DIREITOS FUNDAMENTAIS DO CRIMINOSO
- IUSCULTURA JULAW

- 1 de dez. de 2022
- 1 min de leitura
Por Tomayala José Nsiona Quirima
Estudante do 4° ano do Curso de Direito,
Pelo Instituto Superior Politécnico Kalandula de Angola.
Resumo
Por meio de um estudo milimétrico, este artigo por sua vez, procura analisar sobre a temática dos direitos fundamentais do criminoso, face a execução das medidas privativas de liberdade impostas pelos tribunais. Entretanto, apresentando-se, uma visão global sobre os mecanismos jurídicos propícios, que serão no ponto de vista prático um objecto na inclinação da protecção dos direitos fundamentais do criminoso. Nessa vereda, portanto, não se defende obviamente a conduta de um agente criminoso, mas sim, seus direitos fundamentais que lhe são salvaguardados constitucionalmente, sendo que, a dignidade da pessoa humana é garantida a qualquer cidadão, independentemente da sua ficha criminal.
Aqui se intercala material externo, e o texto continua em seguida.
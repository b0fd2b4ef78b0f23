//! Core abstractions for single-leader live session coordination.
//!
//! This crate provides the shared vocabulary:
//! - `QuestionEvent` - The payload a session master dispatches each tick
//! - `MasterState` - Candidate / Master / ShuttingDown
//! - `MasterConfig` - Dispatch, retry and poll intervals
//! - Lock, sink and connection traits

pub mod config;
pub mod event;
pub mod traits;

pub use config::{ConfigError, MasterConfig};
pub use event::{MasterState, QuestionEvent};
pub use traits::{
    Connection, ConnectionError, ConnectionId, EventSink, LockError, LockProvider, SessionId,
    SessionLock, SinkError,
};
//! Transport layer for live session clients.
//!
//! Provides:
//! - Wire protocol (JSON)
//! - Connection registry keyed by session id
//! - Fan-out broadcaster (an `EventSink`)
//! - WebSocket transport (feature: websocket)

pub mod broadcast;
pub mod protocol;
pub mod registry;

#[cfg(feature = "websocket")]
pub mod websocket;

pub use broadcast::{BroadcastReport, Broadcaster};
pub use protocol::{ClientAnswer, ServerMessage};
pub use registry::ConnectionRegistry;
Este artigo oferece um retrato prático e superficial acerca da violação dos direitos fundamentais do criminoso, tendo se baseado no Acórdão nº 23190/17 do Tribunal Europeu dos Direitos Humanos[1] (terceira secção), proferida em 03 de Dezembro de 2019, cujo pano de fundo, era tratamento desumano e degradante em condições de detenção. Na origem do processo está vinculada uma queixa-crime, intentado por um cidadão Romeno contra o Estado Português, no qual deduziu junto do tribunal que tinha estado preso em celas sobrelotadas, que as condições de higiene eram más e que os locais eram completamente insalubres, além das torturas que era submetido pelo simples facto de ser um criminoso.
Palavras-Chave
Crime; Criminoso; Fins das penas; Direitos Fundamentais; Direito dos Presos e Detidos; Profissões laborais.